Dataset records
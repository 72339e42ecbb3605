/// One of the four binary operators a countdown expression may use
#[derive(Debug, Clone, Copy, PartialEq, Eq, Hash)]
pub enum Operator {
    Add,
    Sub,
    Mul,
    Div,
}

impl Operator {
    pub const ALL: [Operator; 4] = [Operator::Add, Operator::Mul, Operator::Sub, Operator::Div];

    pub fn symbol(self) -> char {
        match self {
            Operator::Add => '+',
            Operator::Sub => '-',
            Operator::Mul => '*',
            Operator::Div => '/',
        }
    }

    pub fn from_symbol(symbol: char) -> Option<Self> {
        match symbol {
            '+' => Some(Operator::Add),
            '-' => Some(Operator::Sub),
            '*' => Some(Operator::Mul),
            '/' => Some(Operator::Div),
            _ => None,
        }
    }

    /// Precedence class: 0 for the additive operators, 1 for the multiplicative ones.
    /// Leaves sit above both at [`LEAF_PRECEDENCE`].
    pub fn precedence(self) -> u8 {
        match self {
            Operator::Add | Operator::Sub => 0,
            Operator::Mul | Operator::Div => 1,
        }
    }

    /// Whether the right operand may drop its parentheses at equal precedence
    pub fn is_associative(self) -> bool {
        matches!(self, Operator::Add | Operator::Mul)
    }

    pub fn is_additive(self) -> bool {
        self.precedence() == 0
    }

    pub fn is_multiplicative(self) -> bool {
        self.precedence() == 1
    }
}

pub const LEAF_PRECEDENCE: u8 = 2;

/// A single entry of a postfix derivation trace
#[derive(Debug, Clone, Copy, PartialEq, Eq, Hash)]
pub enum Token {
    Number(u64),
    Op(Operator),
}

impl Token {
    pub fn precedence(&self) -> u8 {
        match self {
            Token::Op(op) => op.precedence(),
            Token::Number(_) => LEAF_PRECEDENCE,
        }
    }
}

Task statement
Take the data above and return it exactly.

Exercise output
repository 72339e42ecbb3605
/// One of the four binary operators a countdown expression may use
#[derive(Debug, Clone, Copy, PartialEq, Eq, Hash)]
pub enum Operator {
    Add,
    Sub,
    Mul,
    Div,
}

impl Operator {
    pub const ALL: [Operator; 4] = [Operator::Add, Operator::Mul, Operator::Sub, Operator::Div];

    pub fn symbol(self) -> char {
        match self {
            Operator::Add => '+',
            Operator::Sub => '-',
            Operator::Mul => '*',
            Operator::Div => '/',
        }
    }

    pub fn from_symbol(symbol: char) -> Option<Self> {
        match symbol {
            '+' => Some(Operator::Add),
            '-' => Some(Operator::Sub),
            '*' => Some(Operator::Mul),
            '/' => Some(Operator::Div),
            _ => None,
        }
    }

    /// Precedence class: 0 for the additive operators, 1 for the multiplicative ones.
    /// Leaves sit above both at [`LEAF_PRECEDENCE`].
    pub fn precedence(self) -> u8 {
        match self {
            Operator::Add | Operator::Sub => 0,
            Operator::Mul | Operator::Div => 1,
        }
    }

    /// Whether the right operand may drop its parentheses at equal precedence
    pub fn is_associative(self) -> bool {
        matches!(self, Operator::Add | Operator::Mul)
    }

    pub fn is_additive(self) -> bool {
        self.precedence() == 0
    }

    pub fn is_multiplicative(self) -> bool {
        self.precedence() == 1
    }
}

pub const LEAF_PRECEDENCE: u8 = 2;

/// A single entry of a postfix derivation trace
#[derive(Debug, Clone, Copy, PartialEq, Eq, Hash)]
pub enum Token {
    Number(u64),
    Op(Operator),
}

impl Token {
    pub fn precedence(&self) -> u8 {
        match self {
            Token::Op(op) => op.precedence(),
            Token::Number(_) => LEAF_PRECEDENCE,
        }
    }
}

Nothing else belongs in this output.